Cet œil du cyclone où les délais sont stupéfixés et les magistrats s’en vont à Palavas-les-flots en camp de rééducation.
Alors quelqu’un pourrait-il expliquer pourquoi ce matin le courrier remplit une charrette et le téléphone n’arrête pas de sonner pour fixer des auditions quand les feuilles se mettront à tomber des arbres ?
Le 17…
… où il n’a rien fait ! Il s’agit d’une erreur judiciaire crasse…
La photo de son véhicule quittant les lieux de l’accident ? Un montage photoshop… d’ailleurs il n’a jamais eu cet autocollant « CH » à l’arrière. Mais il ne peut pas le montrer maintenant, parce qu’il a refait l’arrière de sa voiture…
Les 2 occupants de l’autre véhicule impliqué dans l’accident qui l’identifient formellement ? Ils mentent. Et puis ils n’ont pas dit qu’il avait des lunettes et ils ne peuvent pas savoir qu’il a un accent, puisqu’il ne leur a pas parlé.
Et donc, les lois de notre pays sont mal faites, parce qu’on peut accuser les gens sans la moindre preuve !
Le 18…
… où c’est la journée du respect des droits de l’accusé.
Arrêté pour trafic de cannabis hier soir, notre nouveau client s’est vu refuser par l’inspecteur de pouvoir faire appel à un avocat, alors que c’est son droit. Il ne te servira à rien et puis, de toute façon, tu devras le payer et t’as pas les moyens !
Et paf ! Une nuit au trou, histoire de lui rafraîchir les idées.
Aujourd’hui, on prend presque les mêmes pour recommencer, parce que, cette fois, notre bonhomme n’en démord pas. Il veut un avocat et, ce coup-ci, les pandores ont bien dû obtempérer.

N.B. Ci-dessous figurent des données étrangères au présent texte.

//! The plugin contract and plugin factories.

use crate::builder::TypeBuilder;
use crate::error::{EngineError, PluginError};
use crate::locator::ClassFileLocator;
use crate::types::TypeDescription;
use std::sync::Arc;

/// A rewrite rule that is matched against every discovered type and, where
/// it matches, transforms the type's builder.
///
/// A plugin instance may be invoked from a worker thread for different
/// types concurrently; implementations that keep mutable state must
/// synchronize it themselves. Within a single type, plugins are always
/// applied serially and in configuration order.
pub trait Plugin: Send + Sync {
    /// A stable name used in events, logs and error messages.
    fn name(&self) -> &str;

    /// Decides whether this plugin applies to the given type.
    fn matches(&self, type_description: &TypeDescription) -> Result<bool, PluginError>;

    /// Transforms the builder for a matched type. The returned builder is
    /// handed to the next matching plugin.
    fn apply(
        &self,
        builder: TypeBuilder,
        type_description: &TypeDescription,
        class_file_locator: &dyn ClassFileLocator,
    ) -> Result<TypeBuilder, PluginError>;

    /// Whether this plugin needs to observe every resolved type before
    /// types are materialized. When any configured plugin requires
    /// preprocessing, the engine defers materialization; under serial
    /// dispatch every type is preprocessed before the first
    /// transformation runs, under parallel dispatch preprocessing and
    /// transformation of different types may interleave.
    fn requires_preprocessing(&self) -> bool {
        false
    }

    /// Observes a resolved type ahead of transformation. Only invoked when
    /// [`Plugin::requires_preprocessing`] returns `true`.
    fn preprocess(
        &self,
        _type_description: &TypeDescription,
        _class_file_locator: &dyn ClassFileLocator,
    ) -> Result<(), PluginError> {
        Ok(())
    }

    /// Releases any resources held by this plugin. Invoked exactly once at
    /// the end of an engine run, whether or not the plugin ever matched.
    fn close(&self) -> Result<(), PluginError> {
        Ok(())
    }
}

/// A non-operational plugin that matches no type. Also usable as its own
/// factory.
#[derive(Debug, Clone, Copy, Default)]
pub struct NoOp;

impl Plugin for NoOp {
    fn name(&self) -> &str {
        "NoOp"
    }

    fn matches(&self, _type_description: &TypeDescription) -> Result<bool, PluginError> {
        Ok(false)
    }

    fn apply(
        &self,
        _builder: TypeBuilder,
        _type_description: &TypeDescription,
        _class_file_locator: &dyn ClassFileLocator,
    ) -> Result<TypeBuilder, PluginError> {
        Err("cannot apply non-operational plugin".into())
    }
}

impl PluginFactory for NoOp {
    fn make(&self) -> Result<Arc<dyn Plugin>, EngineError> {
        Ok(Arc::new(NoOp))
    }
}

/// Constructs plugin instances for an engine run.
pub trait PluginFactory: Send + Sync {
    fn make(&self) -> Result<Arc<dyn Plugin>, EngineError>;
}

/// A factory that hands out a pre-built plugin instance.
pub struct Simple {
    plugin: Arc<dyn Plugin>,
}

impl Simple {
    pub fn new(plugin: Arc<dyn Plugin>) -> Simple {
        Simple { plugin }
    }

    pub fn of(plugin: impl Plugin + 'static) -> Simple {
        Simple {
            plugin: Arc::new(plugin),
        }
    }
}

impl PluginFactory for Simple {
    fn make(&self) -> Result<Arc<dyn Plugin>, EngineError> {
        Ok(self.plugin.clone())
    }
}

/// The primitive kinds a constructor parameter can declare.
#[derive(Debug, Clone, Copy, PartialEq, Eq)]
pub enum ParameterKind {
    Bool,
    Int,
    Float,
    Str,
}

/// A resolved constructor argument.
#[derive(Debug, Clone, PartialEq)]
pub enum ArgumentValue {
    Bool(bool),
    Int(i64),
    Float(f64),
    Str(String),
}

impl ArgumentValue {
    fn kind(&self) -> ParameterKind {
        match self {
            ArgumentValue::Bool(_) => ParameterKind::Bool,
            ArgumentValue::Int(_) => ParameterKind::Int,
            ArgumentValue::Float(_) => ParameterKind::Float,
            ArgumentValue::Str(_) => ParameterKind::Str,
        }
    }
}

/// Resolves constructor arguments by parameter index and declared kind.
/// Resolvers are tried in order; the first resolver that produces a value
/// wins.
pub trait ArgumentResolver: Send + Sync {
    fn resolve(&self, index: usize, kind: ParameterKind) -> Option<ArgumentValue>;
}

/// Resolves every parameter whose declared kind matches the value's kind.
pub struct ForKind {
    value: ArgumentValue,
}

impl ForKind {
    pub fn new(value: ArgumentValue) -> ForKind {
        ForKind { value }
    }
}

impl ArgumentResolver for ForKind {
    fn resolve(&self, _index: usize, kind: ParameterKind) -> Option<ArgumentValue> {
        (self.value.kind() == kind).then(|| self.value.clone())
    }
}

/// Resolves a specific parameter index with a typed value.
pub struct ForIndex {
    index: usize,
    value: ArgumentValue,
}

impl ForIndex {
    pub fn new(index: usize, value: ArgumentValue) -> ForIndex {
        ForIndex { index, value }
    }
}

impl ArgumentResolver for ForIndex {
    fn resolve(&self, index: usize, kind: ParameterKind) -> Option<ArgumentValue> {
        (self.index == index && self.value.kind() == kind).then(|| self.value.clone())
    }
}

/// Resolves a specific parameter index from a string representation,
/// coercing the string to whatever kind the parameter declares.
pub struct ForIndexDynamic {
    index: usize,
    value: String,
}

impl ForIndexDynamic {
    pub fn new(index: usize, value: impl Into<String>) -> ForIndexDynamic {
        ForIndexDynamic {
            index,
            value: value.into(),
        }
    }
}

impl ArgumentResolver for ForIndexDynamic {
    fn resolve(&self, index: usize, kind: ParameterKind) -> Option<ArgumentValue> {
        if self.index != index {
            return None;
        }
        match kind {
            ParameterKind::Bool => self.value.parse().ok().map(ArgumentValue::Bool),
            ParameterKind::Int => self.value.parse().ok().map(ArgumentValue::Int),
            ParameterKind::Float => self.value.parse().ok().map(ArgumentValue::Float),
            ParameterKind::Str => Some(ArgumentValue::Str(self.value.clone())),
        }
    }
}

type Construct =
    dyn Fn(Vec<ArgumentValue>) -> Result<Arc<dyn Plugin>, PluginError> + Send + Sync;

/// One declared way of constructing a plugin: a parameter list, a priority
/// for tie-breaking, and the construction function itself.
pub struct Constructor {
    parameters: Vec<ParameterKind>,
    priority: i32,
    construct: Box<Construct>,
}

impl Constructor {
    /// The priority assumed for constructors without an explicit one.
    pub const DEFAULT_PRIORITY: i32 = 0;

    pub fn new(
        parameters: Vec<ParameterKind>,
        construct: impl Fn(Vec<ArgumentValue>) -> Result<Arc<dyn Plugin>, PluginError>
            + Send
            + Sync
            + 'static,
    ) -> Constructor {
        Constructor {
            parameters,
            priority: Self::DEFAULT_PRIORITY,
            construct: Box::new(construct),
        }
    }

    /// A constructor with a higher priority wins over resolvable
    /// constructors with a lower one.
    pub fn with_priority(mut self, priority: i32) -> Constructor {
        self.priority = priority;
        self
    }
}

/// A factory that selects among declared constructors by resolving each
/// parameter through a chain of argument resolvers. Exactly one
/// most-preferred constructor must be fully resolvable; anything else is a
/// configuration error.
pub struct WithArguments {
    plugin_name: String,
    constructors: Vec<Constructor>,
    resolvers: Vec<Box<dyn ArgumentResolver>>,
}

impl WithArguments {
    pub fn new(plugin_name: impl Into<String>) -> WithArguments {
        WithArguments {
            plugin_name: plugin_name.into(),
            constructors: Vec::new(),
            resolvers: Vec::new(),
        }
    }

    pub fn with_constructor(mut self, constructor: Constructor) -> WithArguments {
        self.constructors.push(constructor);
        self
    }

    pub fn with_resolver(mut self, resolver: impl ArgumentResolver + 'static) -> WithArguments {
        self.resolvers.push(Box::new(resolver));
        self
    }

    fn resolve_arguments(&self, constructor: &Constructor) -> Option<Vec<ArgumentValue>> {
        let mut arguments = Vec::with_capacity(constructor.parameters.len());
        for (index, kind) in constructor.parameters.iter().enumerate() {
            let argument = self
                .resolvers
                .iter()
                .find_map(|resolver| resolver.resolve(index, *kind))?;
            arguments.push(argument);
        }
        Some(arguments)
    }
}

impl PluginFactory for WithArguments {
    fn make(&self) -> Result<Arc<dyn Plugin>, EngineError> {
        let mut resolved: Vec<(&Constructor, Vec<ArgumentValue>)> = Vec::new();
        for constructor in &self.constructors {
            if let Some(arguments) = self.resolve_arguments(constructor) {
                resolved.push((constructor, arguments));
            }
        }
        let best = resolved
            .iter()
            .map(|(constructor, _)| constructor.priority)
            .max()
            .ok_or_else(|| EngineError::NoResolvableConstructor(self.plugin_name.clone()))?;
        resolved.retain(|(constructor, _)| constructor.priority == best);
        if resolved.len() > 1 {
            return Err(EngineError::AmbiguousConstructor(self.plugin_name.clone()));
        }
        let (constructor, arguments) = resolved.remove(0);
        (constructor.construct)(arguments).map_err(|error| EngineError::PluginConstruction {
            plugin: self.plugin_name.clone(),
            message: error.to_string(),
        })
    }
}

Forcément, quand mon valeureux Padawan Me Wil entre dans l’arène, derrière le clavier du PV, on devient un brin nerveux. Les policiers savent qu’ils ont fauté et font tout pour cacher la m… au chat, comme on dit. Ils renâclent à noter les déclarations exactes du client, font des raccourcis qui les arrange, tentent de convaincre Me Wil de ne pas insister avec ses demandes de précisions, parce que ça n’en vaut pas la peine, etc.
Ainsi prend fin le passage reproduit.